I suppose if you weigh it all up , perhaps we all take it all to seriously and personal . Using my case as an example , I played adult football from 15 till nearly 60 ( not to a high standard ) , I ran a club for 40 years and did all the things that club secretaries do and I've been involved in league management for 12 years . Sadly the club  I ran is folding at the end of this season , having been division one runners up for the past 5 seasons . The club has been in existence for almost 100 years , so its part of the social history of the village  ending . The villagers won't be overly concerned as they didn't support them anyway , even ex players aren't involved in any way . The reason for the club folding is lack of young players . The present players are in their 30's and have been with the club since they were  15 or16  so they've done their bit  . Now this is a relatively successful team yet young players aren't interested.
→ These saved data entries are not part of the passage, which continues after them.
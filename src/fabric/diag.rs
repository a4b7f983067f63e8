use std::io::{self, Write};

use log::{info, warn};
use rand::rngs::StdRng;
use rand::{Rng, SeedableRng};

use crate::fabric::SuperNetwork;
use crate::subnet::{ChannelInfo, Endpoint, RouterInfo};

impl SuperNetwork {
    /// Rewrite a cluster-local endpoint into fabric-wide ids.
    fn globalize(&self, endpoint: Endpoint, cluster: usize) -> Endpoint {
        match endpoint {
            Endpoint::Router(r) => Endpoint::Router(self.global_router(r, cluster)),
            Endpoint::Node(t) if t < self.nodes_per_cluster => Endpoint::Node(self.global_node(t, cluster)),
            Endpoint::Node(t) => Endpoint::Port {
                cluster,
                port: t - self.nodes_per_cluster,
            },
            port @ Endpoint::Port { .. } => port,
        }
    }

    /// Every channel of the fabric: cluster channels first, then transition links.
    pub fn get_channels(&self) -> Vec<ChannelInfo> {
        let mut channels = Vec::new();
        for (c, cluster) in self.clusters.iter().enumerate() {
            for info in cluster.channels() {
                channels.push(ChannelInfo {
                    id: channels.len(),
                    src: self.globalize(info.src, c),
                    dst: self.globalize(info.dst, c),
                    ..info
                });
            }
        }
        for ((c, k), tl) in self.bridge.links() {
            channels.push(ChannelInfo {
                id: channels.len(),
                name: tl.link.name().to_string(),
                src: Endpoint::Port { cluster: c, port: k },
                dst: Endpoint::Port {
                    cluster: tl.dst,
                    port: k,
                },
                latency: tl.link.latency(),
                faulty: tl.link.is_faulty(),
                sent: tl.link.flit.sent(),
            });
        }
        channels
    }

    pub fn get_routers(&self) -> Vec<RouterInfo> {
        self.clusters
            .iter()
            .enumerate()
            .flat_map(|(c, cluster)| {
                cluster.routers().into_iter().map(move |r| RouterInfo {
                    id: c * self.routers_per_cluster + r.id,
                    ..r
                })
            })
            .collect()
    }

    /// Fail `[fabric] link_failures` router channels, placed by `fail_seed`.
    /// Returns how many distinct channels ended up faulty.
    pub fn insert_random_faults(&mut self) -> usize {
        let count = self.config.link_failures;
        if count == 0 {
            return 0;
        }
        let mut rng = StdRng::seed_from_u64(self.config.fail_seed);
        let mut placed = 0;
        for _ in 0..count {
            let c = rng.gen_range(0..self.clusters.len());
            placed += self.clusters[c].insert_random_faults(1, &mut rng);
        }
        if placed < count {
            warn!("fabric: placed {} of {} requested link failures", placed, count);
        } else {
            info!("fabric: placed {} link failures (seed {})", placed, self.config.fail_seed);
        }
        placed
    }

    pub fn out_channel_fault(&mut self, router: usize, chan: usize, fault: bool) {
        let (local, cluster) = self.map_router(router);
        self.clusters[cluster].out_channel_fault(local, chan, fault);
    }

    pub fn transition_fault(&mut self, cluster: usize, channel: usize, fault: bool) {
        self.bridge.set_fault(cluster, channel, fault);
    }

    /// Uniform-traffic capacity of the slowest cluster.
    pub fn capacity(&self) -> f64 {
        self.clusters
            .iter()
            .map(|c| c.capacity())
            .fold(f64::INFINITY, f64::min)
    }

    pub fn display(&self, out: &mut dyn Write) -> io::Result<()> {
        writeln!(
            out,
            "fabric: {} clusters, {} nodes, {} routers, cycle {}",
            self.clusters.len(),
            self.config.nodes,
            self.num_routers(),
            self.base.cycle
        )?;
        for (c, cluster) in self.clusters.iter().enumerate() {
            writeln!(
                out,
                "  cluster {} ({}): {} kind, {} terminals, {} routers, {} channels",
                c,
                cluster.name(),
                cluster.kind(),
                cluster.num_nodes(),
                cluster.num_routers(),
                cluster.num_channels()
            )?;
        }
        writeln!(
            out,
            "  transition: {} topology, {} channels per cluster, latency {}, {} bottleneck",
            self.bridge.adjacency(),
            self.bridge.channels(),
            self.bridge.latency(),
            self.engine.bottleneck_channels()
        )?;
        writeln!(
            out,
            "  reservation: epoch {}, covers up to cycle {}",
            self.engine.current_epoch(),
            self.engine.max_timestamp_covered()
        )
    }

    pub fn dump_channel_map(&self, out: &mut dyn Write) -> io::Result<()> {
        writeln!(out, "# id name src dst latency faulty sent")?;
        for ch in self.get_channels() {
            writeln!(
                out,
                "{} {} [{}] [{}] {} {} {}",
                ch.id, ch.name, ch.src, ch.dst, ch.latency, ch.faulty as u8, ch.sent
            )?;
        }
        Ok(())
    }

    pub fn dump_node_map(&self, out: &mut dyn Write) -> io::Result<()> {
        writeln!(out, "# global cluster local")?;
        for g in 0..self.config.nodes {
            let (local, cluster) = self.map_node(g);
            writeln!(out, "{} {} {}", g, cluster, local)?;
        }
        Ok(())
    }
}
In addition ,  the league I'm involved in has only 11 teams , when a short while ago we had 40 , so we may have to fold ( ever felt you're something of a Jonah ) in the very near future along with 2 other leagues in the county .

My point is !!!!!!   people provide a  club in order for people to play sport , people provide leagues or other competitions for clubs to play in . Now if those people don't want to play everything collapses , some of us , me included , take this very much to heart , why ?????  .   On a personal basis we suddenly have freedom to do other things on Saturday  other than preparing a pitch  and running the line  on a cold February day( a North Easterly wind on the Norfolk coast comes straight from the Artic )  staying near a phone from Thursday onward waiting for call offs  plus having to wash kit  etc etc . I don't have to explain it to most of you .  Suddenly you can go to live games in Norwich  or Wolverhampton or best of all zoom down to Cornwall for a short break and  watch Plymouth  or a Trelawney game . A totally new outlook on life  .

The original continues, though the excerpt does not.